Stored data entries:
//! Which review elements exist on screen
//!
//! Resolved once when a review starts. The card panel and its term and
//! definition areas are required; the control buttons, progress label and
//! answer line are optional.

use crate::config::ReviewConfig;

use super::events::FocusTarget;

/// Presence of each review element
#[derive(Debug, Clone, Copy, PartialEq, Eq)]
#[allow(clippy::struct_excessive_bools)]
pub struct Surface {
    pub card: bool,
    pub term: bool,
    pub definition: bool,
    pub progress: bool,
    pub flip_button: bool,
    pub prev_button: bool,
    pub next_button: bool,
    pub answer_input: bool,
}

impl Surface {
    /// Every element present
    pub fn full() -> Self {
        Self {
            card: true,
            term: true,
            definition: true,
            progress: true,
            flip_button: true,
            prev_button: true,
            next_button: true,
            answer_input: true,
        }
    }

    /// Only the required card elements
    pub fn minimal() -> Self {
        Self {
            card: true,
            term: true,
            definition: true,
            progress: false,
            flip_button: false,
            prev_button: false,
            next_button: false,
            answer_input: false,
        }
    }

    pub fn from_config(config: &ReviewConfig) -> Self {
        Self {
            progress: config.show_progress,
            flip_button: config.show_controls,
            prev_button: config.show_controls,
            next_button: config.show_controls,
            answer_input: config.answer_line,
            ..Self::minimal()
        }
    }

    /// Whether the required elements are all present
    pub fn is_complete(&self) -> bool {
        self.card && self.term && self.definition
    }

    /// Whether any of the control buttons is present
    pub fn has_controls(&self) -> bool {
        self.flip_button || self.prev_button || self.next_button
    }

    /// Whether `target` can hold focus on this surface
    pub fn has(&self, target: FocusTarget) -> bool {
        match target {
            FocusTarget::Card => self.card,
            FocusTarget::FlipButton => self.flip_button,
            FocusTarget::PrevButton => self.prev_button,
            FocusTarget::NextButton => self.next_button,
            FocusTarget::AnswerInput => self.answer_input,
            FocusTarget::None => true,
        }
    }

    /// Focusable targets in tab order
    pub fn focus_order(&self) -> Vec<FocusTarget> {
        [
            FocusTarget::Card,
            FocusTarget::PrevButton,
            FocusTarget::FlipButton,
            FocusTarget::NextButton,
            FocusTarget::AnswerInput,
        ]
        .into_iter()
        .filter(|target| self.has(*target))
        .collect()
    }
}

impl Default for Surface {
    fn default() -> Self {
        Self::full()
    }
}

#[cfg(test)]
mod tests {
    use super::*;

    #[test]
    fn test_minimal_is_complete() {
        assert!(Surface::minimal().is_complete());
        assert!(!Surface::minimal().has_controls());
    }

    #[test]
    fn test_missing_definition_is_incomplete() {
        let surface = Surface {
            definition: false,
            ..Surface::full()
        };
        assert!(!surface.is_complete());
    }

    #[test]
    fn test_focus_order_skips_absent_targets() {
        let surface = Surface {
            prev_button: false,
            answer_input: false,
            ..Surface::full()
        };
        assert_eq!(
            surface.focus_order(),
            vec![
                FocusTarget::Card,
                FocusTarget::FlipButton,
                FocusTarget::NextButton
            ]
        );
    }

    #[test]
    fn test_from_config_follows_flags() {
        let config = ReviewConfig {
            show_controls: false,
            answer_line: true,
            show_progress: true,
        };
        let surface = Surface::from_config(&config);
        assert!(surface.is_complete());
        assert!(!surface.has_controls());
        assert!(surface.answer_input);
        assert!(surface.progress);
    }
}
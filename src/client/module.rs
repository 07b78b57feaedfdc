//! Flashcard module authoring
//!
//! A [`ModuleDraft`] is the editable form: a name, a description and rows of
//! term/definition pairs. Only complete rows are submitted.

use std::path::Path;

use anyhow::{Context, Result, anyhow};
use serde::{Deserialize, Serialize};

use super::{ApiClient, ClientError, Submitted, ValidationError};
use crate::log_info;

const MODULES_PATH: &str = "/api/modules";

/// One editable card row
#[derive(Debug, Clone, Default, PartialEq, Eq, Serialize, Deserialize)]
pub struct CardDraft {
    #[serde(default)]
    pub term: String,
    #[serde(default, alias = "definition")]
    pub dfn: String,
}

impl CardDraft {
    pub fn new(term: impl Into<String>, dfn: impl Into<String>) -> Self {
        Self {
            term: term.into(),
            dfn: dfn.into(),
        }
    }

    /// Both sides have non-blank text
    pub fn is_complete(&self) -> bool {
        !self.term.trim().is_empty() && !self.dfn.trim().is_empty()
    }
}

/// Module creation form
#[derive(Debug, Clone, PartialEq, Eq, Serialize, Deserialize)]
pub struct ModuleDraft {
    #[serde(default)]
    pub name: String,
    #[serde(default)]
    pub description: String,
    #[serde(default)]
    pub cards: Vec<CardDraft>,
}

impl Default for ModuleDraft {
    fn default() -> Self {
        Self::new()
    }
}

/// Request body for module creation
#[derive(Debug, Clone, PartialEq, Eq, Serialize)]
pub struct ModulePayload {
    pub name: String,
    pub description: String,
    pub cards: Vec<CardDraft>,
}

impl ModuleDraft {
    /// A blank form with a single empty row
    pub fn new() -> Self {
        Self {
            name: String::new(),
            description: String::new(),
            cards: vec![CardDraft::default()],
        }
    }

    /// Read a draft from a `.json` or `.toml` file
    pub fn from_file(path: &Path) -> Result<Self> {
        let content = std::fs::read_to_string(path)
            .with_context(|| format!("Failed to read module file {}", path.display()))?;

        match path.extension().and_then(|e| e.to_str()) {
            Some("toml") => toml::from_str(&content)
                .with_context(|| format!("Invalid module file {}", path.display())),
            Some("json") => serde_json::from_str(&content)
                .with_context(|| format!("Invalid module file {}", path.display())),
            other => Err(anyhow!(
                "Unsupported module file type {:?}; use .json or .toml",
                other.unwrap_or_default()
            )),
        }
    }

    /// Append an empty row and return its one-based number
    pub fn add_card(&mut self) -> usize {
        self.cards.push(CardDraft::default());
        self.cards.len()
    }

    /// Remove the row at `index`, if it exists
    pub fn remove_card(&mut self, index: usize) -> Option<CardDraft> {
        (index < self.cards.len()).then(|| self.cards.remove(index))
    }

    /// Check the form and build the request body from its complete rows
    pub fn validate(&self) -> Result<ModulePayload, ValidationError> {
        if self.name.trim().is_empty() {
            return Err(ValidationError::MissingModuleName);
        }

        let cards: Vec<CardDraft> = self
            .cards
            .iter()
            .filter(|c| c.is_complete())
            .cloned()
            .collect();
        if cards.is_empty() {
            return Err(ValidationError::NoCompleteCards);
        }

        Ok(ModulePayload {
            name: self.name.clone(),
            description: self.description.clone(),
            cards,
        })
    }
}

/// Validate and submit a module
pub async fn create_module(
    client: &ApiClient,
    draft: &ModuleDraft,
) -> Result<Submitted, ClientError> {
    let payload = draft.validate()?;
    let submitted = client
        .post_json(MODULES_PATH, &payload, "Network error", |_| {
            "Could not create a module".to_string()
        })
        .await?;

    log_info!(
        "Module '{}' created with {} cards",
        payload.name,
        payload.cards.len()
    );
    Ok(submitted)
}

Action item: Extract every line above containing the word "editable".

Result of the task:
//! A [`ModuleDraft`] is the editable form: a name, a description and rows of
/// One editable card row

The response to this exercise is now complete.